Beyond their use locally, the engineering process was meticulously documented and tailored to be easily reproducible and, as a result, multiple, “Improvised Personal Protective Equipment’’ manuals were created (Table 3). The end goal of maintaining these manuals for COVID needs includes sharing their contents with both local and global partners to address the growing need of equitable healthcare access during this pandemic.
Safety
Products were developed and tested according to OSHA standards under supervision of the RMCOEH. A safety event reporting system was instituted to proactively identify and track safety events. In one case, a faulty lithium-ion battery, used as part of the PAPR device, led to a house fire in a UU clinic while charging multiple stacked up batteries on a single charging station. The innovation team responded by designing dedicated battery charging stations and separating batteries to avoid overheating.
Discussion
As the coronavirus changed health system approaches to healthcare delivery and supply chain management, the collaboration between hospital administrators within the UU-Health and PIT at CMI allowed for the development of easily producible, low-cost solutions to acute clinical needs. This relationship allows for the rapid development of new solutions and protocols in acute settings, which can be shared with global partners to address the differences and disparities experienced in diverse healthcare systems. This includes the mentorship and collaboration of best practices with collegiate, non-academic, or low-income systems who lack the resources or structure found within a major healthcare system, including the approach to identifying clinical problems, expand upon interdisciplinary innovation, and produce equipment that meets the unforeseen, critical needs of an ongoing equipment shortage or pandemic.
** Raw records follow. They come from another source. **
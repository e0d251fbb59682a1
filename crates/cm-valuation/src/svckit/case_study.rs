//! Case Study Tool
//!
//! Runs the reference Bitcoin / oil / water scenario end to end.

use async_trait::async_trait;

use cm_toolkit::{
    Tool, ToolSchema, ToolCall, ToolResult,
    Result as ToolkitResult,
};

use crate::scenario::CaseStudy;

/// Tool for the reference case study
pub struct CaseStudyTool;

#[async_trait]
impl Tool for CaseStudyTool {
    fn schema(&self) -> ToolSchema {
        ToolSchema {
            name: "case_study".into(),
            description: "Evaluate the 2024 reference figures for Bitcoin, global oil and global freshwater, then compare them.".into(),
            parameters: vec![],
            category: Some("analysis".into()),
            has_side_effects: false,
        }
    }
    
    async fn execute(&self, _call: &ToolCall) -> ToolkitResult<ToolResult> {
        match CaseStudy::reference().run() {
            Ok(outcome) => {
                let data = serde_json::to_value(&outcome)?;
                Ok(ToolResult::success("case_study", outcome.render()).with_data(data))
            }
            Err(e) => Ok(ToolResult::failure("case_study", e.to_string())),
        }
    }
}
Future expansions of CMI will include the establishment of teams focused on anticipatory equipment shortages for the likes of future pandemics or disaster crisis. Additionally, these teams will create any additional manuals outlining the step-by-step protocols for new, improvised solutions developed by CMI, including specifications detailing their construction and assembly. Ultimately, these will be packaged and shared with UU-Health partners, both among low-income communities locally and LMIC entities across the globe. In this way, the innovations developed from this relationship will allow for improvement of the rapid-response capability of hospital systems at a time of acute need both in local communities and abroad.
Conclusion
The rapid development of low-cost solutions for acute clinical needs-especially those faced by the equipment shortages during a pandemic-is improved via partnership between health systems and medical innovation centre. Future expansions of rapid innovation may include anticipatory identification of products that may face similar shortages, including sharing open-source materials with LMIC entities to improve rapid-response innovation inequities locally and abroad.